Un livre que j'aime

MAGIQUE NOUREIEV

DANSEUR
Colum McCann
Belfond 300p.

par Brigit Bontour

On croyait tout savoir de Rudolph Noureïev : son génie, sa folie, sa mégalomanie. Le courage dont il témoigna lors de son spectaculaire passage à l'ouest et bien plus tard sa lutte contre le sida qui l'emporta il y a dix ans.
Restait à comprendre, à faire vivre l'homme à l'âme déchirée entre l'ouest de tous les succès, tous les excès et l'est où il ne put revenir que quelques temps avant sa mort, revoir sa mère adorée qui ne le reconnut pas.
Cette Union Soviétique de sa jeunesse, où débuta sa fulgurante ascension l'obséda toute sa vie, comme une plaie jamais refermée. Faite de remords d'être parti, de ne pouvoir aider les siens et surtout de ne pas les voir ni même communiquer avec eux. Ce que réussit Colum Mc Cann, l'auteur irlandais avec une vérité et une violence rarement atteintes. Comme s'il avait suivi Noureïev tout au long de sa vie. Ce qui n'est pas le cas puis qu'il ne l'a même jamais rencontré. Son livre s'appuie sur sa propre sensibilité et des recherches effectuées dans les lieux où vécut le danseur.
Le début du roman raconte le cauchemar des soldats russes de la seconde guerre mondiale : rien à voir à priori avec le monde de la danse sauf que c'est devant eux que Rudik commença à six ans sa " carrière ", dansant dans un hôpital de fortune à Oufa, au bout du monde. Véritable moment de grâce que cette danse enfantine, cette ébauche de talent après cette épouvantable entrée en matière qui a aussi le mérite de faire comprendre de quel monde obtus, fermé, désespéré vint Noureïev. Explique sans doute pour beaucoup son caractère cassant, parfois choquant de brutalité.
Dans son livre, Mc Cann imagine les proches de Noureïev et leur donne tour à tour la parole : sa première professeur de danse, sa fille, les propres parents du danseur : son père qui le battait, ne pouvant imaginer que son fils danse, sa mère, sa sœur.
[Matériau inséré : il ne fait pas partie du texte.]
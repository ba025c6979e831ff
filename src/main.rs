//! hawaii-climate - a read-only JSON API over historical Hawaii weather data
//!
//! This is the main entry point for the hawaii-climate server.

use std::net::SocketAddr;
use std::time::Instant;
use tokio::signal;
use tracing::info;

use hawaii_climate::{
    build_router, init_tracing, log_database_stats, log_error, log_operation_end,
    log_operation_start, AppState, ClimateError, ClimateStore, Config, Result,
};

#[tokio::main]
async fn main() -> Result<()> {
    // Load configuration
    let config = Config::load()?;

    init_tracing(&config.log_level);

    info!("Starting hawaii-climate v{}", env!("CARGO_PKG_VERSION"));

    // Validate configuration
    config.validate().map_err(|e| {
        log_error(&e, "configuration");
        e
    })?;

    // Open the database once; the pool is shared by every request
    let database_path = config.database.path.clone();
    let open_started = Instant::now();
    log_operation_start("database_open", Some(&database_path.display().to_string()));

    let store = ClimateStore::open(&database_path, config.database.max_connections)
        .await
        .map_err(|e| {
            log_error(&e, "database_open");
            log_operation_end("database_open", open_started, false);
            e
        })?;

    let summary = store.dataset_summary().await.map_err(|e| {
        log_error(&e, "database_summary");
        e
    })?;
    log_database_stats(&database_path.display().to_string(), &summary);
    log_operation_end("database_open", open_started, true);

    let state = AppState::new_shared(config.clone(), store.clone())?;
    info!(
        cutoff = %state.cutoff_date,
        station = state.tobs_station,
        "Trailing-year window configured"
    );

    let app = build_router(state);

    // Create the server address
    let addr = SocketAddr::from((
        config
            .server
            .host
            .parse::<std::net::IpAddr>()
            .map_err(|e| ClimateError::Config {
                message: format!("Invalid host address: {}", e),
            })?,
        config.server.port,
    ));

    info!("Server listening on http://{}", addr);

    let listener = tokio::net::TcpListener::bind(addr)
        .await
        .map_err(|e| ClimateError::Server {
            message: format!("Failed to bind to address: {}", e),
        })?;

    info!("Server is ready to accept connections");

    axum::serve(listener, app)
        .with_graceful_shutdown(shutdown_signal())
        .await
        .map_err(|e| ClimateError::Server {
            message: format!("Server error: {}", e),
        })?;

    store.close().await;
    info!("Server has been gracefully shut down");
    Ok(())
}

/// Wait for a shutdown signal
async fn shutdown_signal() {
    let ctrl_c = async {
        if let Err(e) = signal::ctrl_c().await {
            tracing::error!("Failed to listen for Ctrl+C: {}", e);
            std::future::pending::<()>().await;
        }
    };

    #[cfg(unix)]
    let terminate = async {
        match signal::unix::signal(signal::unix::SignalKind::terminate()) {
            Ok(mut stream) => {
                stream.recv().await;
            }
            Err(e) => {
                tracing::error!("Failed to install SIGTERM handler: {}", e);
                std::future::pending::<()>().await;
            }
        }
    };

    #[cfg(not(unix))]
    let terminate = std::future::pending::<()>();

    tokio::select! {
        _ = ctrl_c => {
            info!("Received Ctrl+C, starting graceful shutdown");
        },
        _ = terminate => {
            info!("Received SIGTERM, starting graceful shutdown");
        },
    }
}
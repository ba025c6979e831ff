//! Stations endpoint handler.

use axum::{
    extract::State,
    response::{IntoResponse, Response},
    Json,
};
use serde::Serialize;
use std::sync::Arc;
use std::time::Instant;
use tracing::{debug, info};

use super::error_response;
use crate::logging::generate_request_id;
use crate::models::Station;
use crate::state::AppState;

const ENDPOINT: &str = "/api/v1.0/stations";

/// One station as exposed by the API
#[derive(Debug, Serialize)]
#[serde(rename_all = "PascalCase")]
pub struct StationEntry {
    pub station: String,
    pub name: String,
    pub latitude: f64,
    pub longitude: f64,
    pub elevation: f64,
}

impl From<Station> for StationEntry {
    fn from(station: Station) -> Self {
        Self {
            station: station.station,
            name: station.name,
            latitude: station.latitude,
            longitude: station.longitude,
            elevation: station.elevation,
        }
    }
}

/// Handle GET /api/v1.0/stations requests
pub async fn stations_handler(State(state): State<Arc<AppState>>) -> Response {
    let request_id = generate_request_id();
    let start_time = Instant::now();

    debug!(
        endpoint = ENDPOINT,
        request_id = %request_id,
        "Processing stations request"
    );

    match state.store.list_stations().await {
        Ok(stations) => {
            let entries: Vec<StationEntry> = stations.into_iter().map(Into::into).collect();

            info!(
                endpoint = ENDPOINT,
                request_id = %request_id,
                duration_us = start_time.elapsed().as_micros() as u64,
                station_count = entries.len(),
                "Stations request successful"
            );

            Json(entries).into_response()
        }
        Err(error) => error_response(error, ENDPOINT, &request_id, None),
    }
}
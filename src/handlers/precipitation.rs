//! Precipitation endpoint handler.
//!
//! Returns every precipitation reading of the last 12 months of the dataset.

use axum::{
    extract::State,
    response::{IntoResponse, Response},
    Json,
};
use serde::Serialize;
use std::sync::Arc;
use std::time::Instant;
use tracing::{debug, info};

use super::error_response;
use crate::logging::generate_request_id;
use crate::models::PrecipitationReading;
use crate::state::AppState;

const ENDPOINT: &str = "/api/v1.0/precipitation";

/// One entry of the precipitation response
#[derive(Debug, Serialize)]
pub struct PrecipitationEntry {
    #[serde(rename = "Date")]
    pub date: String,
    pub precipitation: Option<f64>,
}

impl From<PrecipitationReading> for PrecipitationEntry {
    fn from(reading: PrecipitationReading) -> Self {
        Self {
            date: reading.date,
            precipitation: reading.prcp,
        }
    }
}

/// Handle GET /api/v1.0/precipitation requests
pub async fn precipitation_handler(State(state): State<Arc<AppState>>) -> Response {
    let request_id = generate_request_id();
    let start_time = Instant::now();

    debug!(
        endpoint = ENDPOINT,
        request_id = %request_id,
        cutoff = %state.cutoff_date,
        "Processing precipitation request"
    );

    let readings = match state.store.list_precipitation_since(&state.cutoff_date).await {
        Ok(readings) => readings,
        Err(error) => {
            let params = format!("cutoff={}", state.cutoff_date);
            return error_response(error, ENDPOINT, &request_id, Some(&params));
        }
    };

    let entries: Vec<PrecipitationEntry> = readings.into_iter().map(Into::into).collect();

    info!(
        endpoint = ENDPOINT,
        request_id = %request_id,
        duration_us = start_time.elapsed().as_micros() as u64,
        rows = entries.len(),
        "Precipitation request successful"
    );

    Json(entries).into_response()
}
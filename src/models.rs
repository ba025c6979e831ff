//! Row types for the two tables of the climate database.
//!
//! The schema is declared here explicitly instead of being discovered at
//! runtime. Field names match the column names so `sqlx::FromRow` can map
//! query results directly.

use serde::Serialize;
use sqlx::FromRow;

/// A full row of the `station` table.
#[derive(Debug, Clone, PartialEq, FromRow, Serialize)]
pub struct Station {
    pub station: String,
    pub name: String,
    pub latitude: f64,
    pub longitude: f64,
    pub elevation: f64,
}

/// `(date, prcp)` projection of the `measurement` table.
#[derive(Debug, Clone, PartialEq, FromRow, Serialize)]
pub struct PrecipitationReading {
    pub date: String,
    /// Absent readings stay `None`; they are never defaulted or dropped.
    pub prcp: Option<f64>,
}

/// `(date, tobs)` projection of the `measurement` table.
#[derive(Debug, Clone, PartialEq, FromRow, Serialize)]
pub struct TemperatureReading {
    pub date: String,
    pub tobs: f64,
}

/// Aggregate of `tobs` over a date window.
///
/// All three statistics are `None` when no rows fall inside the window.
#[derive(Debug, Clone, PartialEq, FromRow, Serialize)]
pub struct TemperatureStats {
    pub min: Option<f64>,
    pub max: Option<f64>,
    pub avg: Option<f64>,
    pub count: i64,
}

impl TemperatureStats {
    /// True when the window matched no observations
    pub fn is_empty(&self) -> bool {
        self.count == 0
    }
}

/// Row counts and date coverage of the whole database.
#[derive(Debug, Clone, PartialEq, FromRow, Serialize)]
pub struct DatasetSummary {
    pub station_count: i64,
    pub measurement_count: i64,
    pub first_date: Option<String>,
    pub last_date: Option<String>,
}

/// Number of measurement rows recorded by one station.
#[derive(Debug, Clone, PartialEq, FromRow, Serialize)]
pub struct StationActivity {
    pub station: String,
    pub observation_count: i64,
}
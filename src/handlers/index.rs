//! Root endpoint handler.
//!
//! Lists the available API routes as a small HTML fragment.

use axum::response::Html;

const ROUTE_LISTING: &str = "Available Routes:<br/>\
/api/v1.0/precipitation<br/>\
/api/v1.0/stations<br/>\
/api/v1.0/tobs<br/>\
/api/v1.0/&lt;start&gt;<br/>\
/api/v1.0/&lt;start&gt;/&lt;end&gt;";

/// Handle GET / requests
pub async fn index_handler() -> Html<&'static str> {
    Html(ROUTE_LISTING)
}
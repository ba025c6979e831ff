//! Test data generation utilities.
//!
//! Builds small SQLite files shaped like the production climate database, with
//! known rows so endpoint results can be checked exactly.

use sqlx::sqlite::SqliteConnectOptions;
use sqlx::{ConnectOptions, Connection};
use std::path::Path;

type Result<T> = std::result::Result<T, sqlx::Error>;

/// `(station, date, prcp, tobs)`
pub type MeasurementRow = (&'static str, &'static str, Option<f64>, f64);

/// `(station, name, latitude, longitude, elevation)`
pub type StationRow = (&'static str, &'static str, f64, f64, f64);

const SCHEMA: &str = "\
    CREATE TABLE measurement (\
        id INTEGER PRIMARY KEY, station TEXT, date TEXT, prcp FLOAT, tobs FLOAT);\
    CREATE TABLE station (\
        id INTEGER PRIMARY KEY, station TEXT, name TEXT, \
        latitude FLOAT, longitude FLOAT, elevation FLOAT);";

/// A subset of the real Hawaii station list
pub const STATIONS: &[StationRow] = &[
    ("USC00519397", "WAIKIKI 717.2, HI US", 21.2716, -157.8168, 3.0),
    ("USC00513117", "KANEOHE 838.1, HI US", 21.4234, -157.8015, 14.6),
    ("USC00514830", "KUALOA RANCH HEADQUARTERS 886.9, HI US", 21.5213, -157.8374, 7.0),
    ("USC00517948", "PEARL CITY, HI US", 21.3934, -157.9751, 11.9),
    ("USC00519281", "WAIHEE 837.5, HI US", 21.45167, -157.84889, 32.9),
];

/// Readings spread around the trailing-year boundary (2016-08-23)
pub const MEASUREMENTS: &[MeasurementRow] = &[
    ("USC00519281", "2010-01-01", Some(0.15), 54.0),
    ("USC00519397", "2016-08-22", Some(0.4), 78.0),
    ("USC00519281", "2016-08-22", Some(1.2), 76.0),
    ("USC00519281", "2016-08-23", Some(1.79), 77.0),
    ("USC00519397", "2016-08-23", Some(0.0), 81.0),
    ("USC00513117", "2016-08-23", Some(0.15), 76.0),
    ("USC00517948", "2016-08-23", None, 80.0),
    ("USC00519281", "2016-12-25", Some(0.0), 67.0),
    ("USC00514830", "2017-02-14", None, 65.0),
    ("USC00519281", "2017-04-30", Some(2.2), 72.0),
    ("USC00519397", "2017-07-04", Some(0.02), 82.0),
    ("USC00519281", "2017-08-18", None, 79.0),
    ("USC00519397", "2017-08-23", Some(0.0), 81.0),
];

/// Create a climate database at `path` with the given rows
pub async fn create_database(
    path: &Path,
    measurements: &[MeasurementRow],
    stations: &[StationRow],
) -> Result<()> {
    let mut conn = SqliteConnectOptions::new()
        .filename(path)
        .create_if_missing(true)
        .connect()
        .await?;

    sqlx::raw_sql(SCHEMA).execute(&mut conn).await?;

    for &(station, date, prcp, tobs) in measurements {
        sqlx::query("INSERT INTO measurement (station, date, prcp, tobs) VALUES (?, ?, ?, ?)")
            .bind(station)
            .bind(date)
            .bind(prcp)
            .bind(tobs)
            .execute(&mut conn)
            .await?;
    }

    for &(station, name, latitude, longitude, elevation) in stations {
        sqlx::query(
            "INSERT INTO station (station, name, latitude, longitude, elevation) \
             VALUES (?, ?, ?, ?, ?)",
        )
        .bind(station)
        .bind(name)
        .bind(latitude)
        .bind(longitude)
        .bind(elevation)
        .execute(&mut conn)
        .await?;
    }

    conn.close().await
}

/// Create the default test database
pub async fn create_test_climate_db(path: &Path) -> Result<()> {
    create_database(path, MEASUREMENTS, STATIONS).await
}
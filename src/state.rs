//! Application state management for hawaii-climate.
//!
//! This module defines the shared state that is passed to all handlers: the
//! configuration, the database handle and the precomputed trailing-year cutoff.

use std::sync::Arc;

use crate::config::Config;
use crate::error::Result;
use crate::store::{trailing_year_cutoff, ClimateStore, MOST_ACTIVE_STATION, REFERENCE_DATE};

/// The main application state shared across all handlers
#[derive(Debug, Clone)]
pub struct AppState {
    /// Configuration
    pub config: Config,
    /// Read-only database handle
    pub store: ClimateStore,
    /// First date of the "last 12 months" window
    pub cutoff_date: String,
    /// Station served by the tobs endpoint
    pub tobs_station: &'static str,
}

impl AppState {
    /// Create a new AppState, deriving the cutoff from the fixed reference date
    pub fn new(config: Config, store: ClimateStore) -> Result<Self> {
        let cutoff_date = trailing_year_cutoff(REFERENCE_DATE)?;

        Ok(Self {
            config,
            store,
            cutoff_date,
            tobs_station: MOST_ACTIVE_STATION,
        })
    }

    /// Create a new AppState wrapped in an Arc for shared ownership
    pub fn new_shared(config: Config, store: ClimateStore) -> Result<Arc<Self>> {
        Ok(Arc::new(Self::new(config, store)?))
    }
}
Puis plus tard à l'ouest, ses amis, ses amants : Margot Fonteyn avec qui il forma un duo magique. Victor Parecci, un personnage de la nuit aussi flamboyant et fou que lui. Sorti également du ruisseau, il organisait ses fêtes et ses voyages et l'accompagnait dans les squares et les back rooms où tous deux baisaient avec des dizaines d'inconnus sans précaution aucune. Puis Andy Wharol, Mick Jagger et tant d'autres qui firent partie du monde artistique et de la jet set entre les années soixante et quatre vingt. Tous connus ou imaginaires racontent à leur façon un Noureïev fou de talent, d'énergie de sexe aussi (il lui arrivait de faire l'amour durant les entractes).
Comme l'homme dont il raconte la vie, le récit est nomade, fait de courts chapitres qui virevoltent d'est en Ouest. De l'extraordinaire opulence de la vie du danseur et de ses amis parisiens et new-Yorkais au plus total dénuement, aux brimades infligées à ceux qui sont restés à l'est.
On avait presque oublié que le KGB pouvait briser la vie des parents et amis des déserteurs. Qu'en URSS, on ne trouvait ni sucre, ni savon, que les appartements étaient collectifs, sans aucun espoir d'amélioration ni même de fuite.
Il fallait assurément un auteur aussi talentueux que Mc Cann pour imaginer la vie du danseur dans un livre aussi tendu, aussi flamboyant, aussi génial que Noureiëv le tatar.
Annoncé et célébré par la rumeur comme le meilleur roman de la rentrée, le livre est à la hauteur de ces éloges.